Valve springs (and their shortcomings) are generally misunderstood by the import community. A valve springs are much like any other spring, in that they’re made from steel and they do their job of compressing under load and returning to their original (non-compressed) height when the load is diminished.
If you bend a piece of steel back and forth, it’ll eventually break because bending it causes the metal to fatigue…and it also generates heat. Other than the fact that valve springs are made from pure alloys and heat treated to make them “remember” their shape, you can never lose sight of the fact that they can only be “bent” back and forth (compressed and released) so many times before they fail.
Keeping this in mind, it should be evident that the more you “bend” or compress the spring, the sooner it will fail. The frequency at which the spring is compressed also plays a part, because the higher the rpm, the more spring cycles occur per second/minute/ hour/mile…you get the idea.
If you bend the spring less, it’s going to last longer, and if you bend it less frequently, it’ll also last longer.

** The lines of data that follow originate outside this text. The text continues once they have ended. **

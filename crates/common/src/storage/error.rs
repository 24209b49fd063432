//! Storage error types

use thiserror::Error;

/// Storage error type
#[derive(Debug, Error)]
pub enum StorageError {
    #[error("Database connection error: {0}")]
    Connection(String),

    #[error("Database query error: {0}")]
    Query(String),

    #[error("Connection timeout after {0}s")]
    Timeout(u64),

    #[error(transparent)]
    Rusqlite(#[from] rusqlite::Error),
}

/// Storage result type
pub type StorageResult<T> = Result<T, StorageError>;
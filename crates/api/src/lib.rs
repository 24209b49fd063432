//! # PolicyDesk API
//!
//! Application layer - commands and main entry point.
//!
//! This crate contains:
//! - Commands (UI → backend bridge)
//! - Application context (dependency injection)
//! - Main entry point and setup
//!
//! ## Architecture
//! - Depends on `domain`, `core`, and `infra`
//! - Wires the local store, offline queue and sync orchestrator together

pub mod commands;
pub mod context;
pub mod utils;

pub use commands::*;
pub use context::*;
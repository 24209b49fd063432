//! SQLite-backed implementation of the [`RecordStore`] port.
//!
//! Each entity table stores the full record as JSON plus generated columns for
//! the indexed fields (see `schema.sql`). Lookups by secondary field go
//! through those columns; everything else reads the JSON.

use std::sync::Arc;

use async_trait::async_trait;
use chrono::Utc;
use policydesk_common::storage::SqliteConnection;
use policydesk_core::store::validation::validate_index_field;
use policydesk_core::{RecordStore, TableSnapshot};
use policydesk_domain::mapping::remote_field;
use policydesk_domain::{record_id, PolicyDeskError, Record, Result, Table};
use rusqlite::types::Value as SqlValue;
use rusqlite::{params, Connection, OptionalExtension};
use serde_json::Value;
use tokio::task;
use tracing::debug;

use super::manager::{map_join_error, map_sql_error, DbManager};

/// Record store over the shared SQLite pool.
pub struct SqliteRecordStore {
    db: Arc<DbManager>,
}

impl SqliteRecordStore {
    pub fn new(db: Arc<DbManager>) -> Self {
        Self { db }
    }

    async fn with_connection<T, F>(&self, op: F) -> Result<T>
    where
        T: Send + 'static,
        F: FnOnce(&mut SqliteConnection) -> Result<T> + Send + 'static,
    {
        let db = Arc::clone(&self.db);
        task::spawn_blocking(move || -> Result<T> {
            let mut conn = db.get_connection()?;
            op(&mut conn)
        })
        .await
        .map_err(map_join_error)?
    }
}

#[async_trait]
impl RecordStore for SqliteRecordStore {
    async fn insert(&self, table: Table, record: Record) -> Result<()> {
        let id = record_id(&record)?.to_string();
        let json = serde_json::to_string(&record)?;
        self.with_connection(move |conn| insert_row(conn, table, &id, &json)).await
    }

    async fn update(&self, table: Table, id: &str, changes: Record) -> Result<Record> {
        let id = id.to_string();
        self.with_connection(move |conn| {
            let tx = conn.transaction().map_err(map_sql_error)?;
            let mut record = load_record(&tx, table, &id)?
                .ok_or_else(|| PolicyDeskError::NotFound(format!("{table}/{id}")))?;
            record.extend(changes);
            let json = serde_json::to_string(&record)?;
            tx.execute(
                &format!("UPDATE {table} SET record = ?1, updated_at = ?2 WHERE id = ?3"),
                params![json, now_millis(), id],
            )
            .map_err(map_sql_error)?;
            tx.commit().map_err(map_sql_error)?;
            Ok(record)
        })
        .await
    }

    async fn delete(&self, table: Table, id: &str) -> Result<bool> {
        let id = id.to_string();
        self.with_connection(move |conn| {
            let removed = conn
                .execute(&format!("DELETE FROM {table} WHERE id = ?1"), params![id])
                .map_err(map_sql_error)?;
            Ok(removed > 0)
        })
        .await
    }

    async fn get(&self, table: Table, id: &str) -> Result<Option<Record>> {
        let id = id.to_string();
        self.with_connection(move |conn| load_record(conn, table, &id)).await
    }

    async fn all(&self, table: Table) -> Result<Vec<Record>> {
        self.with_connection(move |conn| {
            query_records(conn, &format!("SELECT record FROM {table} ORDER BY id"), &[])
        })
        .await
    }

    async fn find_by(&self, table: Table, field: &str, value: &Value) -> Result<Vec<Record>> {
        validate_index_field(table, field)?;
        let column = remote_field(table, field).ok_or_else(|| {
            PolicyDeskError::InvalidInput(format!("{table}.{field} has no column"))
        })?;

        let (sql, bound) = match to_sql_value(value)? {
            None => (format!("SELECT record FROM {table} WHERE \"{column}\" IS NULL ORDER BY id"), None),
            Some(bound) => {
                (format!("SELECT record FROM {table} WHERE \"{column}\" = ?1 ORDER BY id"), Some(bound))
            }
        };

        self.with_connection(move |conn| match bound {
            Some(bound) => query_records(conn, &sql, &[bound]),
            None => query_records(conn, &sql, &[]),
        })
        .await
    }

    async fn count(&self, table: Table) -> Result<usize> {
        self.with_connection(move |conn| {
            let count: i64 = conn
                .query_row(&format!("SELECT COUNT(*) FROM {table}"), [], |row| row.get(0))
                .map_err(map_sql_error)?;
            Ok(usize::try_from(count).unwrap_or_default())
        })
        .await
    }

    async fn replace_all(&self, snapshot: TableSnapshot) -> Result<()> {
        // Serialise everything up front so a bad row never opens a transaction.
        let mut prepared = Vec::with_capacity(snapshot.len());
        for (table, records) in snapshot {
            let rows = records
                .iter()
                .map(|record| Ok((record_id(record)?.to_string(), serde_json::to_string(record)?)))
                .collect::<Result<Vec<_>>>()?;
            prepared.push((table, rows));
        }

        self.with_connection(move |conn| {
            let tx = conn.transaction().map_err(map_sql_error)?;
            for (table, rows) in &prepared {
                tx.execute(&format!("DELETE FROM {table}"), []).map_err(map_sql_error)?;
                for (id, json) in rows {
                    insert_row(&tx, *table, id, json)?;
                }
                debug!(table = %table, rows = rows.len(), "table replaced");
            }
            tx.commit().map_err(map_sql_error)
        })
        .await
    }
}

fn insert_row(conn: &Connection, table: Table, id: &str, json: &str) -> Result<()> {
    conn.execute(
        &format!("INSERT INTO {table} (id, record, updated_at) VALUES (?1, ?2, ?3)"),
        params![id, json, now_millis()],
    )
    .map_err(|err| match map_sql_error(err) {
        PolicyDeskError::Conflict(_) => PolicyDeskError::Conflict(format!("{table}/{id} already exists")),
        other => other,
    })?;
    Ok(())
}

fn load_record(conn: &Connection, table: Table, id: &str) -> Result<Option<Record>> {
    let json: Option<String> = conn
        .query_row(&format!("SELECT record FROM {table} WHERE id = ?1"), params![id], |row| {
            row.get(0)
        })
        .optional()
        .map_err(map_sql_error)?;
    json.map(|json| parse_record(&json)).transpose()
}

fn query_records(conn: &Connection, sql: &str, bound: &[SqlValue]) -> Result<Vec<Record>> {
    let mut stmt = conn.prepare(sql).map_err(map_sql_error)?;
    let rows = stmt
        .query_map(rusqlite::params_from_iter(bound.iter()), |row| row.get::<_, String>(0))
        .map_err(map_sql_error)?;

    let mut records = Vec::new();
    for json in rows {
        records.push(parse_record(&json.map_err(map_sql_error)?)?);
    }
    Ok(records)
}

fn parse_record(json: &str) -> Result<Record> {
    match serde_json::from_str::<Value>(json) {
        Ok(Value::Object(record)) => Ok(record),
        Ok(_) => Err(PolicyDeskError::Database("stored record is not a JSON object".into())),
        Err(err) => Err(PolicyDeskError::Database(format!("stored record is not valid JSON: {err}"))),
    }
}

/// Bind a JSON scalar the way `json_extract` exposes it to SQL.
/// `None` means the lookup is for JSON null.
fn to_sql_value(value: &Value) -> Result<Option<SqlValue>> {
    match value {
        Value::Null => Ok(None),
        Value::Bool(flag) => Ok(Some(SqlValue::Integer(i64::from(*flag)))),
        Value::String(text) => Ok(Some(SqlValue::Text(text.clone()))),
        Value::Number(number) => number
            .as_i64()
            .map(SqlValue::Integer)
            .or_else(|| number.as_f64().map(SqlValue::Real))
            .map(Some)
            .ok_or_else(|| PolicyDeskError::InvalidInput(format!("unsupported number {number}"))),
        Value::Array(_) | Value::Object(_) => Err(PolicyDeskError::InvalidInput(
            "indexed lookups only accept scalar values".into(),
        )),
    }
}

fn now_millis() -> i64 {
    Utc::now().timestamp_millis()
}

Applied to automobile engines….the larger the cam/valve lift, the more the spring is compressed, so big cams will shorten spring life, just as high rpm will. When the springs begin to get “tired”, they lose their ability to control the masses of the valve, retainer, rocker arms, etc…so you float the valves and if you’re running marginal piston to valve clearances, well…..two objects can’t occupy the same space at once…and kaboom.

If you have a spring that “sets-up” with a height of 1.350” and coil binds (stacks solid) at .825”, you have .525” of possible compressible height to use. Unfortunately, you can’t let the spring actually stack solid in the real world because that will really shorten its life. If we give it .025” of “breathing space”, now we have .500” of compressible height to use.
Now, if we use a spring that sets-up taller (say 1.410”), yielding the same approximate valve seat pressure, while still compressing to the same .825” dimension, we’d have .585” of possible compressible height. Using .025” for “breathing space”, we end up with a spring that can handle .560” of usable compressible height.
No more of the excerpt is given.